To: Minister of Labour- Mildred Oliphant
Minister of Labour wants to change the law so domestic workers can get compensation - support this
To Minister of labour, Mildred Oliphant, we call on you to recognise domestic worker's rights by including domestic workers in the Compensation for Occupational Injuries and Diseases Act.
It is an injustice that domestic workers are not covered by this Act, taking into account the important, yet hazardous, work they do. We call on you to recognise domestic work as important, formal work. It is time to end the oppression of Black womxn, by giving Black womxn the same dignity as many other workers who are covered by this Act. By including domestic workers in this Act, you will send a message that domestic work is recognised, and domestic workers will be protected by law. It is important that our political leaders recognise domestic work, so that employers and society will follow suite.
Why is this important?
Domestic workers are denied compensation for injuries because they are excluded from the Compensation for Occupational Injuries and Diseases Act (COIDA). But an amendment to the law has been proposed. But we only have 7 days before public submissions close, and we need to come together in numbers to ensure the law is changed.

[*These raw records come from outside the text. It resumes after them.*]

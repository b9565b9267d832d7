//! fps-timecode - Frame-accurate timecode conversion
//!
//! Converts between the two representations of a position in a frame
//! sequence: an integer frame count (offset from the zeroth frame of a
//! 24-hour cycle) and a `HH:MM:SS:FF` timecode string, under a fixed set of
//! video production frame-rate modes including the 30 and 60 fps drop-frame
//! variants.
//!
//! The library answers two questions:
//! - Given the address of the first frame of a sequence and an offset n,
//!   what is the address of the nth frame?
//! - Given the addresses of the first and the nth frame, what is n?
//!
//! ```
//! use fps_timecode::{Mode, Timecode};
//!
//! // 100 frames past 00:01:00:00 at 30 fps non-drop
//! let start = Timecode::string_to_count(Mode::Fps30Ndf, "00:01:00:00")?;
//! assert_eq!(Timecode::count_to_string(Mode::Fps30Ndf, start + 100), "00:01:03:10");
//!
//! // and the offset between two addresses
//! let nth = Timecode::string_to_count(Mode::Fps30Ndf, "00:01:03:10")?;
//! assert_eq!(nth - start, 100);
//! # Ok::<(), fps_timecode::TimecodeError>(())
//! ```
//!
//! Drop-frame modes skip frame numbers at every minute that is not a
//! multiple of ten, so some strings are not legal addresses; constructing a
//! [`Timecode`] corrects them:
//!
//! ```
//! use fps_timecode::{Mode, Timecode};
//!
//! let tc = Timecode::from_string(Mode::Fps30Df, "00:01:00:00")?;
//! assert_eq!(tc.as_str(), "00:00:59:28");
//! # Ok::<(), fps_timecode::TimecodeError>(())
//! ```
//!
//! All values are immutable and every operation is a pure function, so the
//! whole API is freely usable across threads.

pub mod error;
pub mod mode;
pub mod timecode;

pub use error::{Result, TimecodeError};
pub use mode::{Mode, ModeCounts};
pub use timecode::Timecode;
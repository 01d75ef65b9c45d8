use serde_json::{Map, Value, json};

use screener_storage::{DocumentStore, Filter, PgStore, Pipeline};
use screener_testkit::TestDatabase;

const MEDIA: &str = "adverse_media";
const CHANGELOGS: &str = "sourcedata_changelogs";

async fn seeded_store(db: &TestDatabase) -> PgStore {
	let store = PgStore::connect(&db.postgres_config()).await.expect("Failed to connect to Postgres.");

	store.ensure_schema([MEDIA, CHANGELOGS]).await.expect("Failed to ensure schema.");

	for doc in [
		json!({
			"_id": "a",
			"target": [{ "name_en": "Wong Siu Ming" }, { "name_en": "Wong Tai Sin" }]
		}),
		json!({ "_id": "b", "target": { "en": [{ "ceName": "Lee Ka Shing" }] } }),
		json!({ "_id": "c" }),
		json!({ "_id": "d", "target": [] }),
	] {
		store.insert(MEDIA, doc).await.expect("Failed to insert document.");
	}

	store
}

#[tokio::test]
#[ignore = "Requires external Postgres. Set SCREENER_PG_DSN to run."]
async fn aggregate_unwinds_and_groups_like_memory() {
	let Some(base_dsn) = screener_testkit::env_dsn() else {
		eprintln!("Skipping aggregate_unwinds_and_groups_like_memory; set SCREENER_PG_DSN to run this test.");

		return;
	};
	let db = TestDatabase::new(&base_dsn).await.expect("Failed to create test database.");
	let store = seeded_store(&db).await;
	let narrowed = Pipeline::new()
		.unwind("target", true)
		.matching(Filter::contains("target.name_en", "WONG"))
		.group_first("_id");
	let rows = store.aggregate(MEDIA, &narrowed).await.expect("Failed to aggregate.");

	assert_eq!(rows.len(), 1);
	assert_eq!(rows[0]["target"], json!({ "name_en": "Wong Siu Ming" }));

	let whole = Pipeline::new()
		.unwind("target", true)
		.matching(Filter::AnyOf(vec![
			Filter::contains("target.name_en", "tai sin"),
			Filter::contains("target.en.ceName", "ka sh"),
		]))
		.group_first_source("_id");
	let rows = store.aggregate(MEDIA, &whole).await.expect("Failed to aggregate.");
	let ids = rows.iter().map(|row| row["_id"].clone()).collect::<Vec<_>>();

	assert_eq!(ids, vec![json!("a"), json!("b")]);
	assert_eq!(rows[0]["target"].as_array().map(Vec::len), Some(2));

	let preserved = store
		.aggregate(MEDIA, &Pipeline::new().unwind("target", true))
		.await
		.expect("Failed to aggregate.");
	let dropped = store
		.aggregate(MEDIA, &Pipeline::new().unwind("target", false))
		.await
		.expect("Failed to aggregate.");

	assert_eq!(preserved.len(), 5);
	assert_eq!(dropped.len(), 3);

	store.close().await;
	db.cleanup().await.expect("Failed to cleanup test database.");
}

#[tokio::test]
#[ignore = "Requires external Postgres. Set SCREENER_PG_DSN to run."]
async fn substring_needles_are_literal() {
	let Some(base_dsn) = screener_testkit::env_dsn() else {
		eprintln!("Skipping substring_needles_are_literal; set SCREENER_PG_DSN to run this test.");

		return;
	};
	let db = TestDatabase::new(&base_dsn).await.expect("Failed to create test database.");
	let store = seeded_store(&db).await;

	store
		.insert(MEDIA, json!({ "_id": "e", "target": { "name_en": "A.B. (Holdings) \"Ltd\"" } }))
		.await
		.expect("Failed to insert document.");

	let hits = store
		.find(MEDIA, &Filter::contains("target.name_en", "(holdings) \"l"))
		.await
		.expect("Failed to find.");
	let misses = store.find(MEDIA, &Filter::contains("target.name_en", "w.ng")).await.expect("Failed to find.");

	assert_eq!(hits.len(), 1);
	assert!(misses.is_empty());

	store.close().await;
	db.cleanup().await.expect("Failed to cleanup test database.");
}

#[tokio::test]
#[ignore = "Requires external Postgres. Set SCREENER_PG_DSN to run."]
async fn set_fields_and_duplicate_ids() {
	let Some(base_dsn) = screener_testkit::env_dsn() else {
		eprintln!("Skipping set_fields_and_duplicate_ids; set SCREENER_PG_DSN to run this test.");

		return;
	};
	let db = TestDatabase::new(&base_dsn).await.expect("Failed to create test database.");
	let store = seeded_store(&db).await;

	for (id, status) in [(1, "pending"), (2, "pending"), (3, "completed")] {
		store
			.insert(CHANGELOGS, json!({ "_id": id, "status": status }))
			.await
			.expect("Failed to insert changelog.");
	}

	assert!(store.insert(CHANGELOGS, json!({ "_id": 1 })).await.is_err());

	let filter = Filter::AllOf(vec![
		Filter::is_in("_id", vec![json!(1), json!(3)]),
		Filter::eq("status", "pending"),
	]);
	let mut fields = Map::new();

	fields.insert("status".to_string(), Value::from("completed"));

	let updated = store.set_fields(CHANGELOGS, &filter, fields).await.expect("Failed to update.");

	assert_eq!(updated, 1);

	let pending =
		store.find(CHANGELOGS, &Filter::eq("status", "pending")).await.expect("Failed to find.");

	assert_eq!(pending.len(), 1);
	assert_eq!(pending[0]["_id"], json!(2));

	store.close().await;
	db.cleanup().await.expect("Failed to cleanup test database.");
}

#[tokio::test]
#[ignore = "Requires external Postgres. Set SCREENER_PG_DSN to run."]
async fn structured_equality_matches_whole_documents() {
	let Some(base_dsn) = screener_testkit::env_dsn() else {
		eprintln!(
			"Skipping structured_equality_matches_whole_documents; set SCREENER_PG_DSN to run this test."
		);

		return;
	};
	let db = TestDatabase::new(&base_dsn).await.expect("Failed to create test database.");
	let store = seeded_store(&db).await;

	for doc in [
		json!({ "_id": 1, "original_data_id": "j-1", "status": "pending" }),
		json!({ "_id": 2, "new_data": { "title": "A", "year": 2024 }, "status": "pending" }),
		json!({ "_id": 3, "new_data": { "title": "A", "year": 2024, "extra": true } }),
	] {
		store.insert(CHANGELOGS, doc).await.expect("Failed to insert changelog.");
	}

	let filter = Filter::AllOf(vec![
		Filter::AnyOf(vec![
			Filter::is_in("original_data_id", vec![json!("j-1")]),
			Filter::eq("new_data", json!({ "year": 2024, "title": "A" })),
		]),
		Filter::eq("status", "pending"),
	]);
	let rows = store.find(CHANGELOGS, &filter).await.expect("Failed to find.");
	let ids = rows.iter().map(|row| row["_id"].clone()).collect::<Vec<_>>();

	assert_eq!(ids, vec![json!(1), json!(2)]);

	store.close().await;
	db.cleanup().await.expect("Failed to cleanup test database.");
}
use clap::Parser;

#[tokio::main]
async fn main() -> color_eyre::Result<()> {
	color_eyre::install()?;

	let args = screener_api::Args::parse();

	screener_api::run(args).await
}
//! One-shot ongoing monitoring jobs, meant to be driven by a scheduler.

use clap::{Parser, ValueEnum};
use time::OffsetDateTime;

use screener_cli::ConfigArgs;
use screener_service::{ApplyReport, ScreenerService, SweepReport};

#[derive(Debug, Clone, Copy, PartialEq, Eq, ValueEnum)]
pub enum Job {
	/// Screen monitored subjects again and record pending changes.
	Sweep,
	/// Apply recorded changes to history results.
	Apply,
	/// Sweep, then apply.
	All,
}

#[derive(Debug, Parser)]
#[command(
	version = screener_cli::VERSION,
	rename_all = "kebab",
	styles = screener_cli::styles(),
)]
pub struct Args {
	#[command(flatten)]
	pub config: ConfigArgs,
	#[arg(long, value_enum, default_value_t = Job::Sweep)]
	pub job: Job,
}

pub async fn run(args: Args) -> color_eyre::Result<()> {
	let config = screener_config::load(&args.config.config)?;

	screener_cli::init_tracing(&config.service.log_level);

	let service = ScreenerService::new(config);
	let result = run_job(&service, args.job).await;

	service.connections.invalidate().await;

	result
}

async fn run_job(service: &ScreenerService, job: Job) -> color_eyre::Result<()> {
	if matches!(job, Job::Sweep | Job::All) {
		let SweepReport { subjects, records, changelogs } =
			service.run_monitoring_sweep(OffsetDateTime::now_utc()).await?;

		tracing::info!(subjects, records, changelogs, "Sweep complete.");
	}
	if matches!(job, Job::Apply | Job::All) {
		let ApplyReport { records, updated, inserted } =
			service.apply_monitoring_records(OffsetDateTime::now_utc()).await?;

		tracing::info!(records, updated, inserted, "Apply complete.");
	}

	Ok(())
}

#[cfg(test)]
mod tests {
	use clap::Parser;

	use super::{Args, Job};

	#[test]
	fn requires_a_config_path() {
		assert!(Args::try_parse_from(["screener-monitor"]).is_err());

		let args = Args::try_parse_from(["screener-monitor", "-c", "screener.toml"])
			.expect("Failed to parse args.");

		assert_eq!(args.config.config.to_str(), Some("screener.toml"));
		assert_eq!(args.job, Job::Sweep);
	}

	#[test]
	fn selects_a_job() {
		let args = Args::try_parse_from(["screener-monitor", "-c", "s.toml", "--job", "apply"])
			.expect("Failed to parse args.");

		assert_eq!(args.job, Job::Apply);
		assert!(Args::try_parse_from(["screener-monitor", "-c", "s.toml", "--job", "purge"]).is_err());
	}
}
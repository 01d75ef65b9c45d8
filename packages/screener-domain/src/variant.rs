//! Candidate names held by an adverse-media document's `target`.
//!
//! Two shapes exist on disk:
//!
//! - flat: `{ "name_en": "...", "name_zh": "..." }`
//! - structured: `{ "en": [{ "ceName": "..." }], "zh": [{ "ceName": "..." }] }`
//!
//! A retrieved candidate carries its matching target as an object. A raw document may still carry
//! the full `target` list, in which case the first-listed entry is inspected.

use serde_json::{Map, Value};

use crate::{Error, Result};

/// Which language fields contribute candidate names.
#[derive(Debug, Clone, Copy, Default, PartialEq, Eq)]
pub enum NameScope {
	/// Only `name_en` and `en[].ceName`.
	#[default]
	English,
	/// Also `name_zh` and `zh[].ceName`.
	EnglishAndChinese,
}

#[derive(Debug, Clone, PartialEq, Eq)]
pub enum TargetNames {
	Flat { names: Vec<String> },
	Structured { names: Vec<String> },
}
impl TargetNames {
	/// Resolves the schema variant of `doc.target`. The flat variant wins when present; the two
	/// are never merged. `Ok(None)` means the document has no name to score.
	pub fn resolve(doc: &Value, scope: NameScope) -> Result<Option<Self>> {
		let Some(target) = primary_target(doc) else {
			return Ok(None);
		};
		let mut flat = Vec::new();

		if let Some(name) = non_empty_string(target, "name_en")? {
			flat.push(name);
		}
		if scope == NameScope::EnglishAndChinese
			&& let Some(name) = non_empty_string(target, "name_zh")?
		{
			flat.push(name);
		}

		if !flat.is_empty() {
			return Ok(Some(Self::Flat { names: flat }));
		}

		let mut lists = vec!["en"];

		if scope == NameScope::EnglishAndChinese {
			lists.push("zh");
		}

		let mut structured = None;

		for field in lists {
			if let Some(names) = ce_names(target, field)? {
				structured.get_or_insert_with(Vec::new).extend(names);
			}
		}

		Ok(structured.map(|names| Self::Structured { names }))
	}

	pub fn names(&self) -> &[String] {
		match self {
			Self::Flat { names } | Self::Structured { names } => names,
		}
	}

	pub fn into_names(self) -> Vec<String> {
		match self {
			Self::Flat { names } | Self::Structured { names } => names,
		}
	}
}

/// Candidate names for `doc`, empty when no variant applies.
pub fn extract_candidate_names(doc: &Value, scope: NameScope) -> Result<Vec<String>> {
	Ok(TargetNames::resolve(doc, scope)?.map(TargetNames::into_names).unwrap_or_default())
}

fn primary_target(doc: &Value) -> Option<&Map<String, Value>> {
	match doc.get("target")? {
		Value::Object(target) => Some(target),
		Value::Array(targets) => targets.first()?.as_object(),
		_ => None,
	}
}

fn non_empty_string(target: &Map<String, Value>, field: &str) -> Result<Option<String>> {
	match target.get(field) {
		None | Some(Value::Null) => Ok(None),
		Some(Value::String(name)) if name.is_empty() => Ok(None),
		Some(Value::String(name)) => Ok(Some(name.clone())),
		Some(other) => Err(Error::malformed(
			format!("target.{field}"),
			format!("expected a string, found {}", type_name(other)),
		)),
	}
}

fn ce_names(target: &Map<String, Value>, field: &str) -> Result<Option<Vec<String>>> {
	let entries = match target.get(field) {
		None | Some(Value::Null) => return Ok(None),
		Some(Value::Array(entries)) => entries,
		Some(other) => {
			return Err(Error::malformed(
				format!("target.{field}"),
				format!("expected a list, found {}", type_name(other)),
			));
		},
	};
	let mut names = Vec::with_capacity(entries.len());

	for (index, entry) in entries.iter().enumerate() {
		match entry.get("ceName") {
			Some(Value::String(name)) => names.push(name.clone()),
			Some(other) => {
				return Err(Error::malformed(
					format!("target.{field}[{index}].ceName"),
					format!("expected a string, found {}", type_name(other)),
				));
			},
			None => {
				return Err(Error::malformed(
					format!("target.{field}[{index}].ceName"),
					"field is missing",
				));
			},
		}
	}

	Ok(Some(names))
}

fn type_name(value: &Value) -> &'static str {
	match value {
		Value::Null => "null",
		Value::Bool(_) => "a boolean",
		Value::Number(_) => "a number",
		Value::String(_) => "a string",
		Value::Array(_) => "a list",
		Value::Object(_) => "an object",
	}
}
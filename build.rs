use vergen_gitcl::{CargoBuilder, Emitter, GitclBuilder};

fn main() -> Result<(), Box<dyn std::error::Error>> {
	let cargo = CargoBuilder::default().target_triple(true).build()?;
	let gitcl = GitclBuilder::default().sha(true).build()?;

	Emitter::default().add_instructions(&cargo)?.add_instructions(&gitcl)?.emit()?;

	Ok(())
}
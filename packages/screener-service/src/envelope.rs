//! Event-style invocation: `{"nameToSearchArr": [...]}` in, `{statusCode, body}` out, where
//! `body` is a JSON document encoded as a string.

use serde::{Deserialize, Serialize};
use serde_json::Value;

use crate::{Dataset, Error, ScreenerService};

pub const MISSING_NAMES_MESSAGE: &str =
	"Missing required fields or invalid format: nameToSearchArr";

#[derive(Debug, Clone, PartialEq, Eq, Serialize, Deserialize)]
#[serde(rename_all = "camelCase")]
pub struct Envelope {
	pub status_code: u16,
	pub body: String,
}
impl Envelope {
	pub fn success(data: &[Value]) -> Self {
		Self::encode(200, &SuccessBody { status: 200, message: "Success", data })
	}

	pub fn bad_request() -> Self {
		Self::encode(400, &MessageBody { message: MISSING_NAMES_MESSAGE })
	}

	pub fn failure(dataset: Dataset, err: &Error) -> Self {
		let message = format!("{} search failed", dataset.label());

		Self::encode(500, &FailureBody { message: &message, error: err.to_string() })
	}

	/// Parses `body` back into JSON.
	pub fn body_json(&self) -> serde_json::Result<Value> {
		serde_json::from_str(&self.body)
	}

	fn encode<T>(status_code: u16, body: &T) -> Self
	where
		T: Serialize,
	{
		match serde_json::to_string(body) {
			Ok(body) => Self { status_code, body },
			Err(err) => Self {
				status_code: 500,
				body: serde_json::json!({
					"message": "Failed to encode response body",
					"error": err.to_string(),
				})
				.to_string(),
			},
		}
	}
}

#[derive(Serialize)]
struct SuccessBody<'a> {
	status: u16,
	message: &'a str,
	data: &'a [Value],
}

#[derive(Serialize)]
struct MessageBody<'a> {
	message: &'a str,
}

#[derive(Serialize)]
struct FailureBody<'a> {
	message: &'a str,
	error: String,
}

/// Names carried by an event. `None` when the field is missing, is not a list, or holds anything
/// other than strings.
pub fn parse_names(event: &Value) -> Option<Vec<String>> {
	event
		.get("nameToSearchArr")?
		.as_array()?
		.iter()
		.map(|name| name.as_str().map(str::to_string))
		.collect()
}

impl ScreenerService {
	/// Screens the names of one event against `dataset`.
	pub async fn handle_event(&self, dataset: Dataset, event: &Value) -> Envelope {
		let Some(names) = parse_names(event) else {
			return Envelope::bad_request();
		};

		match self.search(dataset, Some(names)).await {
			Ok(data) => Envelope::success(&data),
			Err(Error::InvalidRequest { .. }) => Envelope::bad_request(),
			Err(err) => {
				tracing::error!(error = %err, dataset = dataset.label(), "Batch search failed.");

				Envelope::failure(dataset, &err)
			},
		}
	}
}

Maria Mahlangu, a domestic worker drowned in 2012. Her family was offered only R2500
compensation. Johanna Motha was bitten by her employer's dog and set home without medical treatment. She ended up dying as a result of her injuries. These are just two of the countless incidences of injury and illness domestic workers have faced on the job.
SADSAWU( South African Domestic Service and Allied Workers Union) brought an application against the Minister of Labour and the Compensation Commissioner for domestic workers to claim compensation in terms of the Compensation for Injuries and Diseases Act 130 of 1993(COIDA), in response to the poor compensation Mahlangu's family was offered. The case has been pending since 2015. The case has recently been postponed, after being set for the 15th of October. This case is an example of the consequences of domestic worker's exclusion in this Act. We call on you to recognize this case, as well as the rights of domestic workers.
The reality is that domestic work opens itself up to abuse. This abuse is targeted at Black working class womxn, who work behind closed doors and make up the largest percentage of domestic workers. Issues like health are always linked to racism and classism. Domestic workers are not seen as equals to their employer and are treated with contempt and disrespect. In the past domestic work, was not regulated by government, because they were not part of key labour legislation. Their work, was therefore seen as casual and informal, and little respect was paid to the work they do. This attitude of disregard towards domestic workers, is still seen in the way employers treat domestic workers.
We are not paying enough attention to the health of domestic workers. Even though domestic work is included in the Occupational Health and Safety Act, they are still not a part of the Compensation for Occupational Injuries and Diseases Act . This means domestic workers cannot seek medical compensation for costs linked to work related injuries and diseases. Domestic workers have to cover their own medical expenses when injured on the job. This is often times impossible- due to the small sum of money they are paid. Domestic workers should be paid R1787.80 a month , this is hardly enough to cover basic living expenses and transport to work.
A study by Dr. Lindiwe Innocentia Zungu on the health conditions domestic workers experience. The findings were that there are a range of workplace health hazards. These included “chemical hazards due to detergents and other chemicals used for cleaning purposes, and physical hazards from activities involving manual handling and/or repetitive movements, e.g. scrubbing floors, moving furniture, washing and ironing clothes.... Furthermore, psycho-social hazards due to urbanization were also prevalent among participants who resided in their employers’ premises.'' 
It is clear that domestic work can be dangerous, physically and mentally. This is why it is important that we demand for the Minister of Labour to commit to including domestic workers in the Compensation for Occupational Injuries and Diseases Act.
By including domestic workers in this Act, they will have access to health care, when faced with injury or illness acquired on the job. Their inclusion in this Act is also a message of recognition for the important work they do. By getting enough signatures on this petition, together we can demand the Minister of Labour to commit to making domestic work a priority and include them in the Compensation for Occupational Injuries and Diseases Act.
 “The 2018 minimum wages for nannies and domestic workers.” Nic Anderson. 13 December 2017 for Parent24
“Bill on labour brokers gets green light”Nov 12 2013 Sapa. Fin24
"Employment conditions and challenges associated with being a domestic worker in KwaZulu-Natal, South Africa. "Dr Lindiwe Innocentia Zungu, Associate Professor, University of Johannesburg, Faculty of Health Sciences.
How it will be delivered
We will email the petition. We will also mobilize action, if the case of Sylvia Mahlangu is not attended to.